[Saved data entries]
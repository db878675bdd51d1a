// Client-side pagination state
//
// Page numbers are grouped into fixed windows of ten; the pagination bar
// renders one window at a time with jump arrows at the edges. The server
// only ever reports row totals (or page counts), so the page count here is
// always derived from the most recent fetch.
//
// Invariants kept by every mutation:
//   - current_page >= 1, even with zero pages
//   - page_group is the window containing current_page
//   - current_page <= total_pages whenever total_pages > 0

/// Pages shown per pagination window
pub const GROUP_SIZE: u32 = 10;

#[derive(Debug, Clone, PartialEq, Eq)]
pub struct Pagination {
    current_page: u32,
    total_pages: u32,
    page_group: u32,
}

impl Default for Pagination {
    fn default() -> Self {
        Self::new()
    }
}

impl Pagination {
    pub fn new() -> Self {
        Self {
            current_page: 1,
            total_pages: 0,
            page_group: 0,
        }
    }

    pub fn current_page(&self) -> u32 {
        self.current_page
    }

    pub fn total_pages(&self) -> u32 {
        self.total_pages
    }

    pub fn page_group(&self) -> u32 {
        self.page_group
    }

    /// First page number of the current window
    pub fn group_start(&self) -> u32 {
        self.page_group * GROUP_SIZE + 1
    }

    /// Last page number of the current window, capped by the page count
    pub fn group_end(&self) -> u32 {
        (self.group_start() + GROUP_SIZE - 1).min(self.total_pages)
    }

    /// Page numbers the bar shows. Empty while there are no pages, since
    /// group_end is then below group_start.
    pub fn window(&self) -> std::ops::RangeInclusive<u32> {
        self.group_start()..=self.group_end()
    }

    /// The bar is only worth drawing with at least two pages
    pub fn needs_bar(&self) -> bool {
        self.total_pages > 1
    }

    /// Derive the page count from a fetched row total. If the count shrank
    /// below the current page, the current page and its window move back to
    /// the last page that still exists.
    pub fn set_total_pages_from(&mut self, total: u64, page_size: u32) {
        let size = page_size.max(1) as u64;
        self.total_pages = total.div_ceil(size).min(u32::MAX as u64) as u32;

        if self.total_pages == 0 {
            self.current_page = 1;
            self.page_group = 0;
        } else if self.current_page > self.total_pages {
            self.current_page = self.total_pages;
            self.page_group = (self.current_page - 1) / GROUP_SIZE;
        }
    }

    /// Jump to a page. Out-of-range targets are rejected, never clamped;
    /// returns whether the move happened.
    pub fn set_current_page(&mut self, page: u32) -> bool {
        if page < 1 || page > self.total_pages {
            return false;
        }
        self.current_page = page;
        self.page_group = (page - 1) / GROUP_SIZE;
        true
    }

    pub fn has_prev_group(&self) -> bool {
        self.page_group > 0
    }

    pub fn has_next_group(&self) -> bool {
        self.total_pages > 0 && self.group_end() < self.total_pages
    }

    /// Advance to the next window, landing on its first page. Blocked once
    /// the window already reaches the last page.
    pub fn next_group(&mut self) -> bool {
        if !self.has_next_group() {
            return false;
        }
        self.page_group += 1;
        self.current_page = self.group_start();
        true
    }

    /// Step back one window, landing on its first page
    pub fn prev_group(&mut self) -> bool {
        if !self.has_prev_group() {
            return false;
        }
        self.page_group -= 1;
        self.current_page = self.group_start();
        true
    }

    /// Back to page one, keeping the page count until the next fetch lands
    pub fn reset_to_first_page(&mut self) {
        self.current_page = 1;
        self.page_group = 0;
    }
}

#[cfg(test)]
mod tests {
    use super::*;

    fn with_pages(total_pages: u32) -> Pagination {
        let mut p = Pagination::new();
        // total rows that produce exactly `total_pages` at size 1
        p.set_total_pages_from(total_pages as u64, 1);
        p
    }

    #[test]
    fn test_page_count_is_ceiling_division() {
        let mut p = Pagination::new();
        p.set_total_pages_from(0, 8);
        assert_eq!(p.total_pages(), 0);
        p.set_total_pages_from(1, 8);
        assert_eq!(p.total_pages(), 1);
        p.set_total_pages_from(8, 8);
        assert_eq!(p.total_pages(), 1);
        p.set_total_pages_from(9, 8);
        assert_eq!(p.total_pages(), 2);
        p.set_total_pages_from(57, 8);
        assert_eq!(p.total_pages(), 8);
    }

    #[test]
    fn test_two_rows_make_one_page_and_no_bar() {
        let mut p = Pagination::new();
        p.set_total_pages_from(2, 8);
        assert_eq!(p.total_pages(), 1);
        assert!(!p.needs_bar());
        assert_eq!(p.window().collect::<Vec<_>>(), vec![1]);
    }

    #[test]
    fn test_window_is_empty_with_no_pages() {
        let p = Pagination::new();
        assert_eq!(p.window().count(), 0);
        assert_eq!(p.current_page(), 1);
    }

    #[test]
    fn test_window_spans_ten_pages() {
        let mut p = with_pages(23);
        assert_eq!(p.window().collect::<Vec<_>>(), (1..=10).collect::<Vec<_>>());

        assert!(p.next_group());
        assert_eq!(
            p.window().collect::<Vec<_>>(),
            (11..=20).collect::<Vec<_>>()
        );

        assert!(p.next_group());
        assert_eq!(
            p.window().collect::<Vec<_>>(),
            (21..=23).collect::<Vec<_>>()
        );
    }

    #[test]
    fn test_out_of_range_pages_are_rejected_not_clamped() {
        let mut p = with_pages(5);
        assert!(!p.set_current_page(0));
        assert!(!p.set_current_page(6));
        assert_eq!(p.current_page(), 1);

        assert!(p.set_current_page(5));
        assert_eq!(p.current_page(), 5);
    }

    #[test]
    fn test_moving_inside_window_keeps_group() {
        let mut p = with_pages(23);
        assert!(p.next_group());
        assert_eq!(p.page_group(), 1);

        assert!(p.set_current_page(17));
        assert_eq!(p.page_group(), 1);
    }

    #[test]
    fn test_jump_across_windows_realigns_group() {
        let mut p = with_pages(23);
        assert!(p.set_current_page(21));
        assert_eq!(p.page_group(), 2);
        assert!(p.set_current_page(3));
        assert_eq!(p.page_group(), 0);
    }

    #[test]
    fn test_next_group_blocked_when_window_reaches_last_page() {
        let mut p = with_pages(10);
        assert!(!p.next_group());

        let mut p = with_pages(23);
        assert!(p.next_group());
        assert!(p.next_group());
        assert!(!p.next_group());
        assert_eq!(p.current_page(), 21);
    }

    #[test]
    fn test_prev_group_blocked_at_first_window() {
        let mut p = with_pages(23);
        assert!(!p.prev_group());

        assert!(p.next_group());
        assert!(p.prev_group());
        assert_eq!(p.current_page(), 1);
        assert_eq!(p.page_group(), 0);
    }

    #[test]
    fn test_group_jumps_land_on_window_start() {
        let mut p = with_pages(40);
        assert!(p.set_current_page(7));
        assert!(p.next_group());
        assert_eq!(p.current_page(), 11);
        assert!(p.next_group());
        assert_eq!(p.current_page(), 21);
        assert!(p.prev_group());
        assert_eq!(p.current_page(), 11);
    }

    #[test]
    fn test_shrinking_total_realigns_current_page() {
        let mut p = with_pages(23);
        assert!(p.set_current_page(15));

        // next fetch reports far fewer rows
        p.set_total_pages_from(7, 1);
        assert_eq!(p.total_pages(), 7);
        assert_eq!(p.current_page(), 7);
        assert_eq!(p.page_group(), 0);
        assert_eq!(p.window().collect::<Vec<_>>(), (1..=7).collect::<Vec<_>>());
    }

    #[test]
    fn test_shrink_to_zero_resets_to_page_one() {
        let mut p = with_pages(23);
        assert!(p.set_current_page(15));
        p.set_total_pages_from(0, 8);
        assert_eq!(p.current_page(), 1);
        assert_eq!(p.page_group(), 0);
        assert_eq!(p.window().count(), 0);
    }

    #[test]
    fn test_reset_keeps_total_until_next_fetch() {
        let mut p = with_pages(23);
        assert!(p.set_current_page(15));
        p.reset_to_first_page();
        assert_eq!(p.current_page(), 1);
        assert_eq!(p.page_group(), 0);
        assert_eq!(p.total_pages(), 23);
    }
}
impl Modal {
    pub fn help() -> Self {
        Modal::Help
    }

    pub fn edit_user(user: User) -> Self {
        Modal::EditUser(UserDraft::new(user))
    }

    pub fn edit_reservation(reservation: Reservation) -> Self {
        Modal::EditReservation(ReservationDraft::new(reservation))
    }

    pub fn confirm_delete_review(review_id: u64) -> Self {
        Modal::ConfirmDeleteReview { review_id }
    }

    pub fn add_restaurant() -> Self {
        Modal::AddRestaurant(RestaurantForm::new())
    }

    /// Handle keyboard input, return the action for the app to execute
    pub fn handle_input(&mut self, key: KeyCode) -> ModalAction {
        match self {
            Modal::Help => match key {
                KeyCode::Esc | KeyCode::Char('?') | KeyCode::Char('q') => ModalAction::Close,
                _ => ModalAction::None,
            },
            Modal::EditUser(draft) => draft.handle_input(key),
            Modal::EditReservation(draft) => draft.handle_input(key),
            Modal::ConfirmDeleteReview { review_id } => match key {
                KeyCode::Char('y') | KeyCode::Char('Y') | KeyCode::Enter => {
                    ModalAction::DeleteReview(*review_id)
                }
                KeyCode::Char('n') | KeyCode::Char('N') | KeyCode::Esc => ModalAction::Close,
                _ => ModalAction::None,
            },
            Modal::AddRestaurant(form) => form.handle_input(key),
        }
    }

    /// Flag the draft as submitted; called by the app right after it
    /// dispatches the save command
    pub fn mark_saving(&mut self) {
        match self {
            Modal::EditUser(draft) => draft.saving = true,
            Modal::EditReservation(draft) => draft.saving = true,
            Modal::AddRestaurant(form) => form.saving = true,
            _ => {}
        }
    }

    /// Reopen the draft for editing after the server rejected the save
    pub fn fail_save(&mut self, message: String) {
        match self {
            Modal::EditUser(draft) => {
                draft.saving = false;
                draft.error = Some(message);
            }
            Modal::EditReservation(draft) => {
                draft.saving = false;
                draft.error = Some(message);
            }
            Modal::AddRestaurant(form) => {
                form.saving = false;
                form.confirming = false;
                form.error = Some(message);
            }
            _ => {}
        }
    }
}

// ─── Member edit ─────────────────────────────────────────────────────────

pub struct UserDraft {
    /// Working copy; the role is edited in place
    pub user: User,
    pub error: Option<String>,
    pub saving: bool,
}

impl UserDraft {
    fn new(user: User) -> Self {
        Self {
            user,
            error: None,
            saving: false,
        }
    }

    fn handle_input(&mut self, key: KeyCode) -> ModalAction {
        if self.saving {
            return ModalAction::None;
        }
        match key {
            KeyCode::Esc => ModalAction::Close,
            KeyCode::Right | KeyCode::Char(' ') => {
                self.user.user_type = self.user.user_type.next();
                ModalAction::None
            }
            KeyCode::Left => {
                self.user.user_type = self.user.user_type.prev();
                ModalAction::None
            }
            KeyCode::Enter => ModalAction::SaveUser(self.user.clone()),
            KeyCode::Char('d') => ModalAction::DeleteUser(self.user.user_name.clone()),
            _ => ModalAction::None,
        }
    }
}

// ─── Reservation edit ────────────────────────────────────────────────────

#[derive(Debug, Clone, Copy, PartialEq, Eq)]
pub enum ReservationField {
    Status,
    Time,
    People,
    Request,
}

_WHAT THIS TASK INVOLVES_
Output each line of the records above exactly, beginning at the first, and stop once the line containing "count here is" has been output.

_TASK OUTPUT_
repository db878675bdd51d1a
// Client-side pagination state
//
// Page numbers are grouped into fixed windows of ten; the pagination bar
// renders one window at a time with jump arrows at the edges. The server
// only ever reports row totals (or page counts), so the page count here is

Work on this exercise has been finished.